──拡大抑止は、日米両首脳が会談後に発表した共同声明でも繰り返されました。
ただ、拡大抑止はお題目だけではだめです。抑止で最も大事なのは信憑(しんぴょう)性です。「抑止」というのは戦争が起きていない、つまり平和であることを言います。絵に描いた餅ではなく、他国の人々、それも専門家に信憑性を持って恐怖心を抱かせることができなければ抑止になりません。抑止は核だけではありません。通常兵器や共同演習などで示していく。このことが平和を維持していく方法です。
■インドを取り込む利益
──今回、新たな経済連携として「インド太平洋経済枠組み(IPEF)」が立ち上がり、日米豪印4カ国による協力の枠組み、QUAD(クアッド)首脳会合も開かれました。
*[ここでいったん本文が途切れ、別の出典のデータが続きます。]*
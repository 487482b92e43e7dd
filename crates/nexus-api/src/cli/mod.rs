//! CLI command definitions and dispatch for the `nexus` binary.
//!
//! Uses clap derive macros for argument parsing. The CLI follows a verb-noun
//! pattern (e.g., `nexus create bot`, `nexus list sessions`).

pub mod key;
pub mod roster;

use clap::{Parser, Subcommand};
use clap_complete::Shell;

/// Run briefs through teams of bots.
#[derive(Parser)]
#[command(name = "nexus", version, about, long_about = None)]
#[command(propagate_version = true)]
pub struct Cli {
    /// Output machine-readable JSON instead of styled text.
    #[arg(long, global = true)]
    pub json: bool,

    /// Suppress all output except errors.
    #[arg(long, global = true)]
    pub quiet: bool,

    /// Detailed output (-v for verbose, -vv for debug/trace).
    #[arg(short, long, action = clap::ArgAction::Count, global = true)]
    pub verbose: u8,

    /// User that owns created bots, teams, and keys.
    #[arg(long, global = true, env = "NEXUS_USER", default_value = "local")]
    pub user: String,

    #[command(subcommand)]
    pub command: Commands,
}

#[derive(Subcommand)]
pub enum Commands {
    /// Create a new resource.
    Create {
        #[command(subcommand)]
        resource: CreateResource,
    },

    /// List resources.
    #[command(alias = "ls")]
    List {
        #[command(subcommand)]
        resource: ListResource,
    },

    /// Manage team membership.
    Team {
        #[command(subcommand)]
        action: TeamCommand,
    },

    /// Manage REST API keys.
    Key {
        #[command(subcommand)]
        action: KeyCommand,
    },

    /// Start the REST API server.
    Serve {
        /// Port to listen on (defaults to `server.port` in config.toml).
        #[arg(short, long)]
        port: Option<u16>,

        /// Host to bind to (defaults to `server.host` in config.toml).
        #[arg(long)]
        host: Option<String>,

        /// Export spans to stdout through OpenTelemetry.
        #[arg(long)]
        otel: bool,
    },

    /// Generate shell completions.
    Completions {
        /// Shell to generate completions for.
        shell: Shell,
    },
}

#[derive(Subcommand)]
pub enum CreateResource {
    /// Create a new bot.
    Bot {
        /// Display name.
        #[arg(long)]
        name: String,

        /// Model identifier (defaults to `provider.default_model`).
        #[arg(long)]
        model: Option<String>,

        /// Short description.
        #[arg(long, short)]
        description: Option<String>,

        /// System prompt sent before every task.
        #[arg(long)]
        system_prompt: Option<String>,

        /// Sampling temperature, 0.0 to 2.0.
        #[arg(long)]
        temperature: Option<f64>,

        /// Output token cap per call.
        #[arg(long)]
        max_tokens: Option<u32>,

        /// Role label shown in team listings.
        #[arg(long)]
        role: Option<String>,
    },

    /// Create a new team.
    Team {
        /// Display name.
        #[arg(long)]
        name: String,

        /// Short description.
        #[arg(long, short)]
        description: Option<String>,
    },
}

#[derive(Subcommand)]
pub enum ListResource {
    /// List your bots.
    Bots,

    /// List your sessions for a team, newest first.
    Sessions {
        /// Team ID.
        team_id: String,
    },
}

#[derive(Subcommand)]
pub enum TeamCommand {
    /// Add a bot to a team.
    #[command(name = "add-bot")]
    AddBot {
        /// Team ID.
        team_id: String,

        /// Bot ID.
        bot_id: String,
    },

    /// Remove a bot from a team. The bot itself is kept.
    #[command(name = "remove-bot")]
    RemoveBot {
        /// Team ID.
        team_id: String,

        /// Bot ID.
        bot_id: String,
    },
}

#[derive(Subcommand)]
pub enum KeyCommand {
    /// Create an API key for the user given by `--user`.
    Create {
        /// Label stored with the key.
        #[arg(long, default_value = "default")]
        name: String,
    },
}
//! LLM provider abstractions for Nexus.
//!
//! - `LlmProvider`: RPITIT trait for concrete provider implementations
//! - `BoxLlmProvider`: Object-safe wrapper for dynamic dispatch

pub mod box_provider;
pub mod provider;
中国に与える影響は何でしょうか。
中国と向き合う道具立ては整いつつあるように思います。特にクアッドでは、非同盟外交を掲げるインドをこちら側に取り込むことができた利益は大きいです。地理的に中国を囲むことができます。
そして何より、バイデン大統領がわざわざ日本を訪問した意義は大きかったと思います。しかも今回、中国を訪問していません。いかに日本が米国にとって重要な国で、イニシアチブを発揮することが期待されているかというメッセージにもなっています。今回の会談で、「日米」は揺るぎないことを確認できたと思います。